D. Count IV: Common Law Fraud
In addition, Brust claims that Count V of the complaint, alleging common law fraud, fails to comply with the strict pleading requirements of Rule 9(b) and thus should also be dismissed. Under Illinois law, to establish liability for fraud, the plaintiff must establish the following elements: "`(1) a false statement of material fact, (2) knowledge or belief of the falsity by the party making it, (3) intention to induce the other party to act, (4) action by the other party in reliance on the truth of the statements, and (5) damage to the other party resulting from such reliance.'" Renovitch v. Kaufman, 905 F.2d 1040, 1049 (7th Cir. 1990) (quoting Bd. of Educ. v. A, C S, Inc., 546 N.E.2d 580, 591 (Ill 1989)).

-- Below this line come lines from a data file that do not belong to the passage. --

use std::collections::HashSet;
use std::time::Duration;

use async_trait::async_trait;
use serde_json::Value;

use plaud_core::{
    run_export_workflow, ExportResult, ExportSettings, ItemHandle, Locator, UiDriver,
};

/// Page stub where only an explicit set of controls exists. Records every
/// selector attempt so tests can assert the fallback order.
#[derive(Default)]
struct ScriptedDriver {
    available: HashSet<String>,
    attempts: Vec<String>,
    clicked: Vec<String>,
    wait_succeeds: bool,
    download_observed: bool,
}

fn key(locator: &Locator<'_>) -> String {
    match locator.text {
        Some(text) => format!("{}|{text}", locator.css),
        None => locator.css.to_string(),
    }
}

impl ScriptedDriver {
    fn with_controls(controls: &[&str]) -> Self {
        Self {
            available: controls.iter().map(|c| c.to_string()).collect(),
            wait_succeeds: true,
            download_observed: true,
            ..Self::default()
        }
    }
}

#[async_trait(?Send)]
impl UiDriver for ScriptedDriver {
    async fn navigate(&mut self, _url: &str) -> ExportResult<()> {
        Ok(())
    }

    async fn evaluate(&mut self, _script: &str) -> ExportResult<Value> {
        Ok(Value::Null)
    }

    async fn match_count(&mut self, _selector: &str) -> ExportResult<usize> {
        Ok(0)
    }

    async fn capture_items(&mut self, _selector: &str) -> ExportResult<Vec<ItemHandle>> {
        Ok(Vec::new())
    }

    async fn capture_widened(&mut self, _marker: &str) -> ExportResult<Vec<ItemHandle>> {
        Ok(Vec::new())
    }

    async fn capture_heuristic(&mut self) -> ExportResult<Vec<ItemHandle>> {
        Ok(Vec::new())
    }

    async fn click_item(&mut self, _item: ItemHandle) -> ExportResult<()> {
        Ok(())
    }

    async fn click_first(&mut self, locator: Locator<'_>) -> ExportResult<bool> {
        let key = key(&locator);
        self.attempts.push(key.clone());
        if self.available.contains(&key) {
            self.clicked.push(key);
            return Ok(true);
        }
        Ok(false)
    }

    async fn wait_for(&mut self, _locator: Locator<'_>, _timeout: Duration) -> ExportResult<bool> {
        Ok(self.wait_succeeds)
    }

    async fn wait_for_download(&mut self, _timeout: Duration) -> ExportResult<bool> {
        Ok(self.download_observed)
    }

    async fn history_back(&mut self) -> ExportResult<()> {
        Ok(())
    }

    async fn reload(&mut self) -> ExportResult<()> {
        Ok(())
    }
}

const PRIMARIES: [&str; 4] = [
    ".iconfont.myIcon.icon-icon_share",
    "div.name|Export Audio",
    "div.name|MP3",
    "div.commonBtn|Export",
];

fn settings() -> ExportSettings {
    ExportSettings {
        delay_ms: 100,
        ..ExportSettings::default()
    }
}

#[tokio::test(start_paused = true)]
async fn all_primary_controls_complete_the_sequence() {
    let mut driver = ScriptedDriver::with_controls(&PRIMARIES);

    assert!(run_export_workflow(&mut driver, &settings()).await);
    assert_eq!(driver.clicked, PRIMARIES.to_vec());
}

#[tokio::test(start_paused = true)]
async fn share_control_falls_back_through_alternates() {
    let mut driver = ScriptedDriver::with_controls(&[
        "[class*=\"share\"]",
        PRIMARIES[1],
        PRIMARIES[2],
        PRIMARIES[3],
    ]);

    assert!(run_export_workflow(&mut driver, &settings()).await);
    assert_eq!(driver.clicked[0], "[class*=\"share\"]");
    // Alternates are tried in declared order until one matches.
    assert_eq!(
        &driver.attempts[..4],
        &[
            ".iconfont.myIcon.icon-icon_share",
            ".icon-icon_share",
            ".icon-share",
            "[class*=\"share\"]",
        ]
    );
}

#[tokio::test(start_paused = true)]
async fn missing_export_action_fails_without_reaching_later_steps() {
    let mut driver = ScriptedDriver::with_controls(&[PRIMARIES[0]]);

    assert!(!run_export_workflow(&mut driver, &settings()).await);
    assert!(driver.attempts.iter().any(|a| a.ends_with("|Export Audio")));
    assert!(
        !driver.attempts.iter().any(|a| a.ends_with("|MP3")),
        "format step must not be probed after the action step failed"
    );
}

#[tokio::test(start_paused = true)]
async fn slow_transitions_continue_optimistically() {
    let mut driver = ScriptedDriver::with_controls(&PRIMARIES);
    driver.wait_succeeds = false;

    assert!(run_export_workflow(&mut driver, &settings()).await);
}

#[tokio::test(start_paused = true)]
async fn unobserved_download_still_counts_as_completed() {
    let mut driver = ScriptedDriver::with_controls(&PRIMARIES);
    driver.download_observed = false;

    assert!(run_export_workflow(&mut driver, &settings()).await);
}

In support of Count IV of their complaint, the Rezins reassert the allegations made in support of Count n. As stated above in the discussion of the sufficiency of the Rezins 10b-5 claim, a false statement central to the Rezins' complaint is Brust's assertion that the Merger was going to take place within a reasonable amount of time. (Compl. ¶¶ 17-19) As stated in the Order of Prohibition, which is incorporated in the Rezins' complaint, "there is nothing to indicate that [the Merger] ever will occur." ( Id., Ex. 4.) The Rezins* complaint also "reallege[s] and reassert[s]" the preceding paragraphs from the complaint in Count IV. ( Id. ¶ 23.) The allegations made in Count IV, as discussed above, are sufficient to put Brust on notice of the "who, what, where, when, and how" of the claim for common law fraud. Accordingly, the Court denies Brust's motion to dismiss Count IV for failure to plead fraud with particularity.
E. Count V: Rescission
Having determined that Count IV of the Rezin's complaint states a cause of action for common law fraud against Brust, we finally address whether Count V states a cause of action against Brust for rescission of the transactions between Brust and the Rezins. The elements of an equitable claim for rescission on the basis of fraud and misrepresentation are: a statement of material fact; made to induce the other party to act; the statement is false and known by the party making it to be false; and the party to whom the statement is made must reasonably believe it to be true and rely thereon to his damage. Douglass v. Wanes, 458 N.E.2d 514, 523 (Ill.App.Ct. 1983),
The Rezins have pleaded that Brust made false representations regarding the Merger upon which the Rezins reasonably relied when entering into the stock purchase transactions, and that they suffered damages as a result. (Compl., Ex. 4.) Accordingly, Count V of the Rezins' complaint states a cause of action for rescission of the stock purchase transactions. Brust's motion to dismiss Count V is therefore denied.